Mag ik u eens vragen: wanneer hebt u dat voor het laatst gedaan? Wanneer heeft u voor het laatst tegen iemand
vanuit de specifieke wijsheid die u van God heeft gekregen, onderwezen? En wanneer heeft u iemand voor het laatst
vanuit Gods Woord proberen te corrigeren? Ik heb de indruk dat dit niet onze sterkste kant is. Laten we even
aannemen dat ik gelijk heb: kunnen we dan zeggen dat Christus' woorden rijkelijk onder ons wonen ­ op de manier
zoals Paulus dat hier bedoelt? Positiever gezegd: die woorden kunnen nog veel rijkelijker onder ons wonen!

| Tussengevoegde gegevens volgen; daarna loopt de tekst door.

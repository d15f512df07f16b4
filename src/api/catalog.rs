use axum::{
    extract::{Path, Query, State},
    http::StatusCode,
    response::IntoResponse,
    Json,
};
use sea_orm::DatabaseConnection;
use serde::Deserialize;
use serde_json::json;

use crate::models::tour::TourDto;
use crate::services::catalog_service::{
    self, CityDto, CountryDto, HotelDto, TourHotelDto, TourTypeDto,
};

use super::error_response;

// --- Countries ---

pub async fn list_countries(State(db): State<DatabaseConnection>) -> impl IntoResponse {
    match catalog_service::list_countries(&db).await {
        Ok(countries) => (StatusCode::OK, Json(countries)).into_response(),
        Err(e) => error_response(e),
    }
}

pub async fn create_country(
    State(db): State<DatabaseConnection>,
    Json(payload): Json<CountryDto>,
) -> impl IntoResponse {
    match catalog_service::create_country(&db, payload).await {
        Ok(country) => (StatusCode::CREATED, Json(country)).into_response(),
        Err(e) => error_response(e),
    }
}

pub async fn delete_country(
    State(db): State<DatabaseConnection>,
    Path(id): Path<i32>,
) -> impl IntoResponse {
    match catalog_service::delete_country(&db, id).await {
        Ok(()) => (StatusCode::OK, Json(json!({ "message": "Country deleted" }))).into_response(),
        Err(e) => error_response(e),
    }
}

// --- Cities ---

#[derive(Deserialize)]
pub struct CityQuery {
    pub country_id: Option<i32>,
}

pub async fn list_cities(
    State(db): State<DatabaseConnection>,
    Query(params): Query<CityQuery>,
) -> impl IntoResponse {
    match catalog_service::list_cities(&db, params.country_id).await {
        Ok(cities) => (StatusCode::OK, Json(cities)).into_response(),
        Err(e) => error_response(e),
    }
}

pub async fn create_city(
    State(db): State<DatabaseConnection>,
    Json(payload): Json<CityDto>,
) -> impl IntoResponse {
    match catalog_service::create_city(&db, payload).await {
        Ok(city) => (StatusCode::CREATED, Json(city)).into_response(),
        Err(e) => error_response(e),
    }
}

pub async fn delete_city(
    State(db): State<DatabaseConnection>,
    Path(id): Path<i32>,
) -> impl IntoResponse {
    match catalog_service::delete_city(&db, id).await {
        Ok(()) => (StatusCode::OK, Json(json!({ "message": "City deleted" }))).into_response(),
        Err(e) => error_response(e),
    }
}

pub async fn toggle_city_popular(
    State(db): State<DatabaseConnection>,
    Path(id): Path<i32>,
) -> impl IntoResponse {
    match catalog_service::toggle_city_popular(&db, id).await {
        Ok(city) => (StatusCode::OK, Json(city)).into_response(),
        Err(e) => error_response(e),
    }
}

// --- Hotels ---

#[derive(Deserialize)]
pub struct HotelQuery {
    pub city_id: Option<i32>,
}

pub async fn list_hotels(
    State(db): State<DatabaseConnection>,
    Query(params): Query<HotelQuery>,
) -> impl IntoResponse {
    match catalog_service::list_hotels(&db, params.city_id).await {
        Ok(hotels) => (StatusCode::OK, Json(hotels)).into_response(),
        Err(e) => error_response(e),
    }
}

pub async fn create_hotel(
    State(db): State<DatabaseConnection>,
    Json(payload): Json<HotelDto>,
) -> impl IntoResponse {
    match catalog_service::create_hotel(&db, payload).await {
        Ok(hotel) => (StatusCode::CREATED, Json(hotel)).into_response(),
        Err(e) => error_response(e),
    }
}

pub async fn delete_hotel(
    State(db): State<DatabaseConnection>,
    Path(id): Path<i32>,
) -> impl IntoResponse {
    match catalog_service::delete_hotel(&db, id).await {
        Ok(()) => (StatusCode::OK, Json(json!({ "message": "Hotel deleted" }))).into_response(),
        Err(e) => error_response(e),
    }
}

pub async fn toggle_hotel_beach_line(
    State(db): State<DatabaseConnection>,
    Path(id): Path<i32>,
) -> impl IntoResponse {
    match catalog_service::toggle_hotel_beach_line(&db, id).await {
        Ok(hotel) => (StatusCode::OK, Json(hotel)).into_response(),
        Err(e) => error_response(e),
    }
}

// --- Tour types ---

pub async fn list_tour_types(State(db): State<DatabaseConnection>) -> impl IntoResponse {
    match catalog_service::list_tour_types(&db).await {
        Ok(types) => (StatusCode::OK, Json(types)).into_response(),
        Err(e) => error_response(e),
    }
}

pub async fn create_tour_type(
    State(db): State<DatabaseConnection>,
    Json(payload): Json<TourTypeDto>,
) -> impl IntoResponse {
    match catalog_service::create_tour_type(&db, payload).await {
        Ok(tour_type) => (StatusCode::CREATED, Json(tour_type)).into_response(),
        Err(e) => error_response(e),
    }
}

pub async fn delete_tour_type(
    State(db): State<DatabaseConnection>,
    Path(id): Path<i32>,
) -> impl IntoResponse {
    match catalog_service::delete_tour_type(&db, id).await {
        Ok(()) => (
            StatusCode::OK,
            Json(json!({ "message": "Tour type deleted" })),
        )
            .into_response(),
        Err(e) => error_response(e),
    }
}

// --- Tours ---

#[derive(Deserialize)]
pub struct TourQuery {
    #[serde(default)]
    pub active_only: bool,
}

pub async fn list_tours(
    State(db): State<DatabaseConnection>,
    Query(params): Query<TourQuery>,
) -> impl IntoResponse {
    match catalog_service::list_tours(&db, params.active_only).await {
        Ok(tours) => (StatusCode::OK, Json(tours)).into_response(),
        Err(e) => error_response(e),
    }
}

pub async fn get_tour(
    State(db): State<DatabaseConnection>,
    Path(id): Path<i32>,
) -> impl IntoResponse {
    match catalog_service::get_tour(&db, id).await {
        Ok(tour) => (StatusCode::OK, Json(tour)).into_response(),
        Err(e) => error_response(e),
    }
}

pub async fn create_tour(
    State(db): State<DatabaseConnection>,
    Json(payload): Json<TourDto>,
) -> impl IntoResponse {
    match catalog_service::create_tour(&db, payload).await {
        Ok(tour) => (StatusCode::CREATED, Json(tour)).into_response(),
        Err(e) => error_response(e),
    }
}

pub async fn delete_tour(
    State(db): State<DatabaseConnection>,
    Path(id): Path<i32>,
) -> impl IntoResponse {
    match catalog_service::delete_tour(&db, id).await {
        Ok(()) => (StatusCode::OK, Json(json!({ "message": "Tour deleted" }))).into_response(),
        Err(e) => error_response(e),
    }
}

pub async fn toggle_tour_active(
    State(db): State<DatabaseConnection>,
    Path(id): Path<i32>,
) -> impl IntoResponse {
    match catalog_service::toggle_tour_active(&db, id).await {
        Ok(tour) => (StatusCode::OK, Json(tour)).into_response(),
        Err(e) => error_response(e),
    }
}

pub async fn list_tour_hotels(
    State(db): State<DatabaseConnection>,
    Path(id): Path<i32>,
) -> impl IntoResponse {
    match catalog_service::list_tour_hotels(&db, id).await {
        Ok(stays) => (StatusCode::OK, Json(stays)).into_response(),
        Err(e) => error_response(e),
    }
}

pub async fn set_tour_hotels(
    State(db): State<DatabaseConnection>,
    Path(id): Path<i32>,
    Json(payload): Json<Vec<TourHotelDto>>,
) -> impl IntoResponse {
    match catalog_service::set_tour_hotels(&db, id, payload).await {
        Ok(()) => (
            StatusCode::OK,
            Json(json!({ "message": "Tour hotels updated" })),
        )
            .into_response(),
        Err(e) => error_response(e),
    }
}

Daarom gaan we in dat licht van Paulus' oproep die mooi aansluit bij onze gemeentevisie ­ hoofd, hart, handen ­
samen een traject in om meer wijkgericht te werken. Natuurlijk, dat is niet het enige wat we als gemeente doen.
Maar vanuit Kolossenzen 3 kan duidelijk zijn: de gezamenlijkheid moet concreet gestalte krijgen. Zichtbaar, voelbaar,
tastbaar. In gezelligheid, maar ook in onderricht en soms zelfs onderling vermaan. Echte groepstherapie dus waarbij
we allemaal aan het infuus liggen met daarin het medicijn: Christus. Zijn woorden. Tenslotte doen we er goed aan om het laatste deel van vers 16 erbij te betrekken. Om in stijl te blijven:
4. Muziektherapie [dia 18]
Paulus roept op om te zingen. Psalmen, hymnen andere geestelijk liederen [dia 19]. Ik pak de hymne er nu even uit.
Een hymne is namelijk een loflied [dia 19.1]. Een lied op de grootheid van onze God. Een danklied. `Wees ook
dankbaar' ­ dat zei Paulus vlak hiervoor. En muziek en zang is een prachtige manier om dat samen te uiten. Van
samenzang gaat kracht uit. Het schept verbondenheid [dia 19.2]. Het is letterlijk God prijzen `op een verhoogde
toon'. Het zet Hem in het middelpunt. Omdat Hij God is. De geneesheer. Onze redder. Samen strekken we onze handen
naar Hem uit. [dia 19.3]Samen in de naam van Jezus.